Una storia di amore e di tenebra, romanzo autobiografico dello scrittore israeliano Amos Oz, racconta la sua infanzia in un momento storico dirompente e delicato per le terre di Palestina, la fine del protettorato britannico e la proclamazione dello Stato, anzi due sulla carta, di Israele nel 1948. Su questo sfondo la famiglia Klausner – Oz, in ebraico forza, è uno pseudonimo – vive e patisce. Soprattutto la madre, donna fragile innamorata del figlio, che prova a sublimare ogni dolore inventando e raccontando meravigliose favole per lui. Natalie Portman ne fa un film, Sognare è vivere. Lo ha voluto con determinazione, ha comprato i diritti nel 2006 e ha lavorato alla sceneggiatura per anni.

Sognare è vivere è un azzardo, perché Amos Oz è un narratore forte e lieve, l’incedere della sua scrittura è lento e trasognato, le storie si srotolano davanti ai nostri occhi come pergamene e le sue visioni non sono facili da restituire. E lei è alla sua prima regia.

Il difficile lavoro di tradurre un racconto scritto in un racconto visto. La tentazione di farlo restando fedeli al testo, aderenti alla narrazione. Difendo strenuamente la necessità di non farlo. La necessità di trasformare una storia scritta in una fatta per essere vista, tradendo amorevolmente il testo. Per una semplice ragione. Quello che uno scrittore disegna con le parole, scatena l’immaginazione di ciascuno di noi in modo diverso. Quando leggo, vedo qualcosa che è solo mio. Costruisco volti, paesaggi, ambienti liberando le sinapsi, smuovendo il bagaglio di suppellettili che compone i miei pensieri, la fantasia.

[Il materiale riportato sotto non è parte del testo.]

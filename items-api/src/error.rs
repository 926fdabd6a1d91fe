use axum::{
    Json,
    http::StatusCode,
    response::{IntoResponse, Response},
};
use serde::{Deserialize, Serialize};

/// Error response type
#[derive(Serialize, Deserialize, utoipa::ToSchema)]
pub struct ErrorResponse {
    pub error: String,
}

/// Response type for health check endpoint
#[derive(Serialize, Deserialize, utoipa::ToSchema)]
pub struct HealthResponse {
    pub status: String,
}

/// Response type for unhealthy status
#[derive(Serialize, Deserialize, utoipa::ToSchema)]
pub struct UnhealthyResponse {
    pub status: String,
    pub error: String,
}

/// Custom error type for API endpoints
///
/// This error type provides consistent error handling across all endpoints,
/// automatically mapping different error types to appropriate HTTP status codes
/// and formatting them as JSON responses.
#[derive(Debug)]
pub enum ApiError {
    /// Non-numeric id in path parameter
    InvalidId(String),
    /// Item not found in database
    ItemNotFound(i64),
    /// Database operation error
    DatabaseError(anyhow::Error),
    /// Request body failed validation
    InvalidItem(String),
    /// Invalid query parameter
    InvalidQueryParam(String),
    /// Missing, malformed, or expired bearer token
    Unauthorized(String),
}

impl IntoResponse for ApiError {
    fn into_response(self) -> Response {
        let (status, error_message) = match self {
            ApiError::InvalidId(id) => (
                StatusCode::BAD_REQUEST,
                format!("Invalid id: expected an integer, got '{}'", id),
            ),
            ApiError::ItemNotFound(id) => {
                (StatusCode::NOT_FOUND, format!("Item not found: {}", id))
            }
            ApiError::DatabaseError(err) => (
                StatusCode::INTERNAL_SERVER_ERROR,
                format!("Database error: {}", err),
            ),
            ApiError::InvalidItem(msg) => {
                (StatusCode::BAD_REQUEST, format!("Invalid item: {}", msg))
            }
            ApiError::InvalidQueryParam(msg) => (
                StatusCode::BAD_REQUEST,
                format!("Invalid query parameter: {}", msg),
            ),
            ApiError::Unauthorized(msg) => {
                (StatusCode::UNAUTHORIZED, format!("Unauthorized: {}", msg))
            }
        };

        let body = Json(ErrorResponse {
            error: error_message,
        });

        (status, body).into_response()
    }
}

impl From<anyhow::Error> for ApiError {
    fn from(err: anyhow::Error) -> Self {
        ApiError::DatabaseError(err)
    }
}
use crate::auth::JwtService;
use crate::config::Config;
use crate::db::ItemStore;
use std::sync::Arc;

/// Shared application state
#[derive(Clone)]
pub struct AppState {
    pub store: ItemStore,
    pub jwt: JwtService,
    pub config: Arc<Config>,
}
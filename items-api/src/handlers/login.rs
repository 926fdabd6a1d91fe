use crate::error::{ApiError, ErrorResponse};
use crate::models::{LoginRequest, LoginResponse};
use crate::routes;
use crate::state::AppState;
use axum::{Json, extract::State, http::StatusCode};

/// POST /login handler - Exchange the admin credentials for a bearer token
///
/// The credential check is a single fixed username/password pair from the
/// configuration; there is no user table.
#[utoipa::path(
    post,
    path = routes::LOGIN,
    request_body = LoginRequest,
    responses(
        (status = 200, description = "Login successful", body = LoginResponse),
        (status = 401, description = "Wrong username or password", body = ErrorResponse)
    ),
    tag = "auth"
)]
pub async fn login_handler(
    State(state): State<AppState>,
    Json(request): Json<LoginRequest>,
) -> Result<(StatusCode, Json<LoginResponse>), ApiError> {
    if request.username != state.config.admin_username
        || request.password != state.config.admin_password
    {
        tracing::warn!("Failed login attempt for '{}'", request.username);
        return Err(ApiError::Unauthorized(
            "wrong username or password".to_string(),
        ));
    }

    let access_token = state.jwt.create_token(&request.username)?;

    tracing::info!("Issued token for '{}'", request.username);
    Ok((StatusCode::OK, Json(LoginResponse { access_token })))
}
use anyhow::{Context, Result};
use std::env;

#[derive(Debug, Clone)]
pub struct Config {
    pub database_url: String,
    pub jwt_secret: String,
    pub admin_username: String,
    pub admin_password: String,
    pub service_port: u16,
    pub service_host: String,
}

impl Config {
    pub fn from_env() -> Result<Self> {
        let database_url =
            env::var("DATABASE_URL").unwrap_or_else(|_| "sqlite://items.db".to_string());

        let jwt_secret =
            env::var("JWT_SECRET").context("JWT_SECRET environment variable is required")?;

        // The login check is a single fixed credential pair
        let admin_username = env::var("ADMIN_USERNAME").unwrap_or_else(|_| "admin".to_string());
        let admin_password = env::var("ADMIN_PASSWORD").unwrap_or_else(|_| "password".to_string());

        let service_port = env::var("SERVICE_PORT")
            .unwrap_or_else(|_| "3000".to_string())
            .parse::<u16>()
            .context("SERVICE_PORT must be a valid port number (0-65535)")?;

        let service_host = env::var("SERVICE_HOST").unwrap_or_else(|_| "0.0.0.0".to_string());

        Ok(Config {
            database_url,
            jwt_secret,
            admin_username,
            admin_password,
            service_port,
            service_host,
        })
    }

    pub fn log_startup(&self) {
        tracing::info!("Configuration loaded:");
        tracing::info!("  Database: {}", self.database_url);
        tracing::info!("  Admin user: {}", self.admin_username);
        tracing::info!(
            "  Service listening on: {}:{}",
            self.service_host,
            self.service_port
        );
    }
}

#[cfg(test)]
mod tests {
    use super::*;
    use std::env;
    use std::sync::Mutex;

    // Env vars are process-global; serialize the tests that touch them.
    static ENV_LOCK: Mutex<()> = Mutex::new(());

    fn clear_env_vars() {
        unsafe {
            env::remove_var("DATABASE_URL");
            env::remove_var("JWT_SECRET");
            env::remove_var("ADMIN_USERNAME");
            env::remove_var("ADMIN_PASSWORD");
            env::remove_var("SERVICE_PORT");
            env::remove_var("SERVICE_HOST");
        }
    }

    #[test]
    fn test_config_with_all_vars() {
        let _guard = ENV_LOCK.lock().unwrap();
        clear_env_vars();
        unsafe {
            env::set_var("DATABASE_URL", "sqlite://test.db");
            env::set_var("JWT_SECRET", "test-secret");
            env::set_var("ADMIN_USERNAME", "root");
            env::set_var("ADMIN_PASSWORD", "hunter2");
            env::set_var("SERVICE_PORT", "8080");
            env::set_var("SERVICE_HOST", "127.0.0.1");
        }

        let config = Config::from_env().unwrap();

        assert_eq!(config.database_url, "sqlite://test.db");
        assert_eq!(config.jwt_secret, "test-secret");
        assert_eq!(config.admin_username, "root");
        assert_eq!(config.admin_password, "hunter2");
        assert_eq!(config.service_port, 8080);
        assert_eq!(config.service_host, "127.0.0.1");
        clear_env_vars();
    }

    #[test]
    fn test_config_with_defaults() {
        let _guard = ENV_LOCK.lock().unwrap();
        clear_env_vars();
        unsafe {
            env::set_var("JWT_SECRET", "test-secret");
        }

        let config = Config::from_env().unwrap();

        assert_eq!(config.database_url, "sqlite://items.db");
        assert_eq!(config.admin_username, "admin");
        assert_eq!(config.admin_password, "password");
        assert_eq!(config.service_port, 3000);
        assert_eq!(config.service_host, "0.0.0.0");
        clear_env_vars();
    }

    #[test]
    fn test_missing_jwt_secret() {
        let _guard = ENV_LOCK.lock().unwrap();
        clear_env_vars();

        let result = Config::from_env();
        assert!(result.is_err());
        let error = result.unwrap_err();
        assert!(error.to_string().contains("JWT_SECRET"));
    }

    #[test]
    fn test_invalid_port() {
        let _guard = ENV_LOCK.lock().unwrap();
        clear_env_vars();
        unsafe {
            env::set_var("JWT_SECRET", "test-secret");
            env::set_var("SERVICE_PORT", "not-a-number");
        }

        let result = Config::from_env();
        assert!(result.is_err());
        let error = result.unwrap_err();
        assert!(error.to_string().contains("SERVICE_PORT"));
        clear_env_vars();
    }
}
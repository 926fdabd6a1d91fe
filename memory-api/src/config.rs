use anyhow::{Context, Result};
use std::env;

#[derive(Debug, Clone)]
pub struct Config {
    pub service_port: u16,
    pub service_host: String,
}

impl Config {
    pub fn from_env() -> Result<Self> {
        let service_port = env::var("SERVICE_PORT")
            .unwrap_or_else(|_| "3000".to_string())
            .parse::<u16>()
            .context("SERVICE_PORT must be a valid port number (0-65535)")?;

        let service_host = env::var("SERVICE_HOST").unwrap_or_else(|_| "0.0.0.0".to_string());

        Ok(Config {
            service_port,
            service_host,
        })
    }

    pub fn log_startup(&self) {
        tracing::info!("Configuration loaded:");
        tracing::info!("  Storage: in-memory list (volatile)");
        tracing::info!(
            "  Service listening on: {}:{}",
            self.service_host,
            self.service_port
        );
    }
}

#[cfg(test)]
mod tests {
    use super::*;
    use std::env;
    use std::sync::Mutex;

    // Env vars are process-global; serialize the tests that touch them.
    static ENV_LOCK: Mutex<()> = Mutex::new(());

    fn clear_env_vars() {
        unsafe {
            env::remove_var("SERVICE_PORT");
            env::remove_var("SERVICE_HOST");
        }
    }

    #[test]
    fn test_config_with_all_vars() {
        let _guard = ENV_LOCK.lock().unwrap();
        clear_env_vars();
        unsafe {
            env::set_var("SERVICE_PORT", "8080");
            env::set_var("SERVICE_HOST", "127.0.0.1");
        }

        let config = Config::from_env().unwrap();

        assert_eq!(config.service_port, 8080);
        assert_eq!(config.service_host, "127.0.0.1");
        clear_env_vars();
    }

    #[test]
    fn test_config_with_defaults() {
        let _guard = ENV_LOCK.lock().unwrap();
        clear_env_vars();

        let config = Config::from_env().unwrap();

        assert_eq!(config.service_port, 3000);
        assert_eq!(config.service_host, "0.0.0.0");
    }

    #[test]
    fn test_invalid_port() {
        let _guard = ENV_LOCK.lock().unwrap();
        clear_env_vars();
        unsafe {
            env::set_var("SERVICE_PORT", "not-a-number");
        }

        let result = Config::from_env();
        assert!(result.is_err());
        let error = result.unwrap_err();
        assert!(error.to_string().contains("SERVICE_PORT"));
        clear_env_vars();
    }

    #[test]
    fn test_port_out_of_range() {
        let _guard = ENV_LOCK.lock().unwrap();
        clear_env_vars();
        unsafe {
            env::set_var("SERVICE_PORT", "99999");
        }

        let result = Config::from_env();
        assert!(result.is_err());
        clear_env_vars();
    }
}
use std::fs;
use std::path::Path;

use anyhow::{Context, Result};
use serde::Deserialize;

use crate::controller::Ports;

/// The standard ACPI embedded controller location.
pub const DEFAULT_PORTS: Ports = Ports {
    command: 0x66,
    data: 0x62,
};

/// Controller locations, read from a TOML file of `[[controller]]` tables.
///
/// The first entry is the primary controller, the rest are secondaries in file order.
#[derive(Debug, Deserialize, Eq, PartialEq)]
pub struct Config {
    #[serde(default, rename = "controller")]
    pub controllers: Vec<Ports>,
}

impl Default for Config {
    fn default() -> Self {
        Config {
            controllers: vec![DEFAULT_PORTS],
        }
    }
}

impl Config {
    pub fn parse(data: &str) -> Result<Self> {
        toml::from_str(data).context("invalid controller configuration")
    }

    pub fn load(path: impl AsRef<Path>) -> Result<Self> {
        let path = path.as_ref();
        let data = fs::read_to_string(path)
            .with_context(|| format!("failed to read {}", path.display()))?;
        Self::parse(&data).with_context(|| format!("in {}", path.display()))
    }
}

Quando guardo un film ho tutto davanti a me, posso dare alcune priorità allo sguardo, lasciarmi trasportare da emozioni, sensazioni – a volte neppure questo, a volte non ho scelta perché rimango travolto dai sensi – ma non posso assaporare con l’immaginazione. Il corredo di suppellettili interiore si smuove eccome, ma preme tasti diversi. E ci sono mille altre dimensioni che divergono: in un film non posso mantenere la stessa scansione di spazio e tempo che ritrovo nel libro, né costruire le stesse digressioni, volteggiare di pensieri, monologhi interiori, descrizioni di cose luoghi e persone. Servono delle strategie inaspettate che rapiscano gli occhi e tutti i sensi.

La traduzione di una storia letta in una vista deve avere il dono della libertà. La fedeltà al testo è inutile, addirittura deleteria. Perché restiamo quasi sempre delusi da un’immaginazione tradita, soffocata da qualcosa che non ci appartiene. Letto o no il libro, è importante che le due narrazioni prendano strade diverse, una ispirata all’altra, ma libere di andare altrove. È l’unica chance per un film di vivere in modo originale, di non essere una brutta inopportuna trasposizione.

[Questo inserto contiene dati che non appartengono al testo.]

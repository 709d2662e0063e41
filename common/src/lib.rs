use syscall::error::Result;

pub mod io;
pub mod timeout;

mod logger;

pub use logger::{level_from_env, setup_logging};

/// Raises the I/O privilege level of the calling process so it may use `in`/`out` on any port.
#[cfg(all(target_os = "redox", any(target_arch = "x86", target_arch = "x86_64")))]
pub fn acquire_port_io_rights() -> Result<()> {
    unsafe { syscall::iopl(3)? };
    Ok(())
}

#[cfg(not(all(target_os = "redox", any(target_arch = "x86", target_arch = "x86_64"))))]
pub fn acquire_port_io_rights() -> Result<()> {
    Err(syscall::error::Error::new(syscall::error::ENOSYS))
}
use std::sync::Arc;

use common::io::Pio;
use ecd::files::OpenFiles;
use ecd::{Controller, Expose, Handle};
use redox_scheme::scheme::SchemeSync;
use redox_scheme::{CallerCtx, OpenResult, RequestKind, SignalBehavior, Socket};
use syscall::schemev2::NewFdFlags;
use syscall::{Error, Result, Stat, MODE_FILE};

/// The `ec<N>` scheme of one controller. Its only file is the register space itself.
pub struct EcScheme {
    name: String,
    handle: Handle<Pio<u8>>,
    files: OpenFiles,
}

impl EcScheme {
    pub fn new(controller: &Arc<Controller<Pio<u8>>>) -> Self {
        EcScheme {
            name: controller.name(),
            handle: Handle::new(controller),
            files: OpenFiles::new(),
        }
    }

    pub fn on_close(&mut self, id: usize) {
        self.files.close(id);
    }
}

impl SchemeSync for EcScheme {
    fn open(&mut self, path: &str, flags: usize, ctx: &CallerCtx) -> Result<OpenResult> {
        let id = self.files.open(path, flags, ctx.uid)?;
        Ok(OpenResult::ThisScheme {
            number: id,
            flags: NewFdFlags::POSITIONED,
        })
    }

    fn read(
        &mut self,
        id: usize,
        buf: &mut [u8],
        offset: u64,
        _fcntl_flags: u32,
        _ctx: &CallerCtx,
    ) -> Result<usize> {
        self.files.check(id)?;
        Ok(self.handle.read(offset, buf)?)
    }

    fn write(
        &mut self,
        id: usize,
        buf: &[u8],
        offset: u64,
        _fcntl_flags: u32,
        _ctx: &CallerCtx,
    ) -> Result<usize> {
        self.files.check_writable(id)?;
        Ok(self.handle.write(offset, buf)?)
    }

    fn fstat(&mut self, id: usize, stat: &mut Stat, _ctx: &CallerCtx) -> Result<()> {
        self.files.check(id)?;
        stat.st_mode = MODE_FILE | 0o644;
        stat.st_size = ecd::EC_SPACE_SIZE as u64;
        Ok(())
    }

    fn fpath(&mut self, id: usize, buf: &mut [u8], _ctx: &CallerCtx) -> Result<usize> {
        self.files.check(id)?;
        let path = format!("/scheme/{}", self.name);
        let len = path.len().min(buf.len());
        buf[..len].copy_from_slice(&path.as_bytes()[..len]);
        Ok(len)
    }

    fn fsync(&mut self, id: usize, _ctx: &CallerCtx) -> Result<()> {
        self.files.check(id)
    }
}

/// A mounted controller scheme. Dropping it unmounts the scheme.
pub struct Exposed {
    socket: Socket,
    scheme: EcScheme,
}

impl Exposed {
    /// Serves requests until the scheme is unmounted. Blocks the calling thread, so each
    /// controller is served from a thread of its own.
    pub fn serve(&mut self) {
        loop {
            let request = match self.socket.next_request(SignalBehavior::Restart) {
                Ok(Some(request)) => request,
                Ok(None) => break,
                Err(err) => panic!("ecd: failed to read {} scheme: {:?}", self.scheme.name, err),
            };

            match request.kind() {
                RequestKind::Call(call) => {
                    let response = call.handle_sync(&mut self.scheme);
                    self.socket
                        .write_response(response, SignalBehavior::Restart)
                        .expect("ecd: failed to write scheme response");
                }
                RequestKind::OnClose { id } => self.scheme.on_close(id),
                _ => (),
            }
        }
    }
}

/// Mounts one `ec<N>` scheme per controller.
pub struct SchemeExposer;

impl Expose<Pio<u8>> for SchemeExposer {
    type Resource = Exposed;
    type Error = Error;

    fn expose(&mut self, controller: &Arc<Controller<Pio<u8>>>) -> Result<Exposed> {
        let socket = Socket::create(&controller.name())?;
        Ok(Exposed {
            socket,
            scheme: EcScheme::new(controller),
        })
    }
}
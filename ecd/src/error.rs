use thiserror::Error;

pub type Result<T, E = Error> = core::result::Result<T, E>;

#[derive(Clone, Copy, Debug, Eq, PartialEq, Error)]
pub enum Error {
    /// No primary controller was discovered; nothing was registered.
    #[error("no embedded controller found")]
    NoDevice,

    /// Exposing the controller with this index failed, and every earlier registration was undone.
    #[error("failed to create device for ec{0}")]
    ResourceCreationFailed(usize),

    /// The request referred to a controller that is not (or no longer) registered.
    #[error("invalid argument")]
    InvalidArgument,

    /// A status flag did not reach the expected state before the deadline.
    #[error("embedded controller timed out")]
    Timeout,

    /// The caller's buffer could not be accessed at the first byte of a transfer.
    #[error("bad address")]
    Fault,
}

impl From<Error> for syscall::Error {
    fn from(err: Error) -> Self {
        syscall::Error::new(match err {
            Error::NoDevice => syscall::ENODEV,
            Error::ResourceCreationFailed(_) => syscall::EIO,
            Error::InvalidArgument => syscall::EINVAL,
            Error::Timeout => syscall::ETIME,
            Error::Fault => syscall::EFAULT,
        })
    }
}
use core::arch::asm;
use core::marker::PhantomData;

use super::Io;

/// An x86 I/O port
#[derive(Copy, Clone, Debug)]
pub struct Pio<T> {
    port: u16,
    value: PhantomData<T>,
}

impl<T> Pio<T> {
    pub const fn new(port: u16) -> Self {
        Pio {
            port,
            value: PhantomData,
        }
    }

    pub const fn port(&self) -> u16 {
        self.port
    }
}

/// Byte-wide port access; requires I/O privileges, see `acquire_port_io_rights`.
impl Io for Pio<u8> {
    type Value = u8;

    #[inline(always)]
    fn read(&self) -> u8 {
        let value: u8;
        unsafe {
            asm!("in al, dx", in("dx") self.port, out("al") value, options(nostack, nomem, preserves_flags));
        }
        value
    }

    #[inline(always)]
    fn write(&mut self, value: u8) {
        unsafe {
            asm!("out dx, al", in("dx") self.port, in("al") value, options(nostack, nomem, preserves_flags));
        }
    }
}
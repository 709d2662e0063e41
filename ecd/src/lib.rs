//! Access to ACPI embedded controllers.
//!
//! Every controller exposes a 256-byte register space behind a polled command/data port
//! handshake. [`Registry`] discovers up to [`MAX_EC_DEVICES`] controllers and hands out
//! [`Handle`]s; reads and writes through a handle are clipped to the space and serialized per
//! controller.

pub mod access;
pub mod config;
pub mod controller;
pub mod ec;
pub mod error;
pub mod files;
pub mod registry;

#[cfg(any(test, feature = "sim"))]
pub mod sim;

pub use access::{ByteSink, ByteSource, Fault, EC_SPACE_SIZE};
pub use controller::{Controller, Handle, Ports};
pub use ec::{Ec, StatusFlags, EC_TIMEOUT};
pub use error::{Error, Result};
pub use registry::{Discovery, Expose, PortList, Registry, MAX_EC_DEVICES};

Sognare è vivere ha il dono di una certa lievità, ma ha il limite della frammentarietà. Si sforza di tenere insieme i personaggi, la dimensione storica potente e la profondità dello scrittore. Ma è troppo e il filo delle cose spiaggia. Ed è un peccato perché è evidente la ricerca di intensità, il desiderio di accompagnarci nell’amore e nella tenebra. Forse, bastava essere un po’ meno fedele a Oz per essere più vicino a lui.

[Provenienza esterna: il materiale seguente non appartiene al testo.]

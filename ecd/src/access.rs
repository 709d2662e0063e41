//! Bounded reads and writes over a controller's 256-byte address space.
//!
//! Ranges are clipped to the space, and a range starting at or past its end transfers nothing.
//! Bytes go through the protocol engine one at a time, and all bytes of one call run under a
//! single hold of the controller's lock.

use common::io::Io;
use log::trace;

use crate::controller::Controller;
use crate::error::{Error, Result};

pub const EC_SPACE_SIZE: usize = 256;

/// The caller's buffer could not be accessed at some position.
#[derive(Clone, Copy, Debug, Eq, PartialEq)]
pub struct Fault;

/// Destination of a read, addressed relative to the start of the transfer.
pub trait ByteSink {
    fn put(&mut self, pos: usize, byte: u8) -> Result<(), Fault>;
}

/// Source of a write, addressed relative to the start of the transfer.
pub trait ByteSource {
    fn get(&self, pos: usize) -> Result<u8, Fault>;
}

impl ByteSink for [u8] {
    fn put(&mut self, pos: usize, byte: u8) -> Result<(), Fault> {
        *self.get_mut(pos).ok_or(Fault)? = byte;
        Ok(())
    }
}

impl ByteSource for [u8] {
    fn get(&self, pos: usize) -> Result<u8, Fault> {
        <[u8]>::get(self, pos).copied().ok_or(Fault)
    }
}

/// Returns the first address and the clipped length, or `None` past the end of the space.
fn clip(offset: u64, len: usize) -> Option<(usize, usize)> {
    let start = usize::try_from(offset)
        .ok()
        .filter(|&start| start < EC_SPACE_SIZE)?;
    Some((start, len.min(EC_SPACE_SIZE - start)))
}

/// A fault after the first byte ends the transfer early instead of failing it.
fn partial(done: usize) -> Result<usize> {
    if done == 0 {
        Err(Error::Fault)
    } else {
        Ok(done)
    }
}

pub fn read<I, S>(controller: &Controller<I>, offset: u64, len: usize, sink: &mut S) -> Result<usize>
where
    I: Io<Value = u8>,
    S: ByteSink + ?Sized,
{
    let Some((start, len)) = clip(offset, len) else {
        return Ok(0);
    };
    trace!("ecd: {} read {} bytes at {:#04x}", controller.name(), len, start);

    controller.with_lock(|ec| {
        for done in 0..len {
            // start + done < EC_SPACE_SIZE
            let byte = ec.read_byte((start + done) as u8)?;
            if sink.put(done, byte).is_err() {
                return partial(done);
            }
        }
        Ok(len)
    })
}

pub fn write<I, S>(controller: &Controller<I>, offset: u64, len: usize, source: &S) -> Result<usize>
where
    I: Io<Value = u8>,
    S: ByteSource + ?Sized,
{
    let Some((start, len)) = clip(offset, len) else {
        return Ok(0);
    };
    trace!("ecd: {} write {} bytes at {:#04x}", controller.name(), len, start);

    controller.with_lock(|ec| {
        for done in 0..len {
            let Ok(byte) = source.get(done) else {
                return partial(done);
            };
            ec.write_byte((start + done) as u8, byte)?;
        }
        Ok(len)
    })
}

Annotazioni: Di Amos Oz colpiscono gli occhi limpidi. Dentro sembrano passare tutte le sue storie. E’ uno scrittore trasognato, sì, ma è radicato nella terra, nella storia, negli strazi e nel fuoco politico e sociale dei due Stati, che ha sempre sostenuto. Ha scritto tantissimo tra romanzi, racconti, saggi e articoli. Oltre a Una storia di amore e di tenebra (2002), vale la pena avventurarsi nel suo primo romanzo Altrove, forse (1966), perché è il primo romanzo; e poi Conoscere una donna (1989), Non dire notte (1996) e molto altro..
Lost in Translation (2003), scritto e diretto da Sofia Coppola, ha vinto una valanga di premi meritati. Il titolo del film apre mondi e ha dato spunto a queste divagazioni.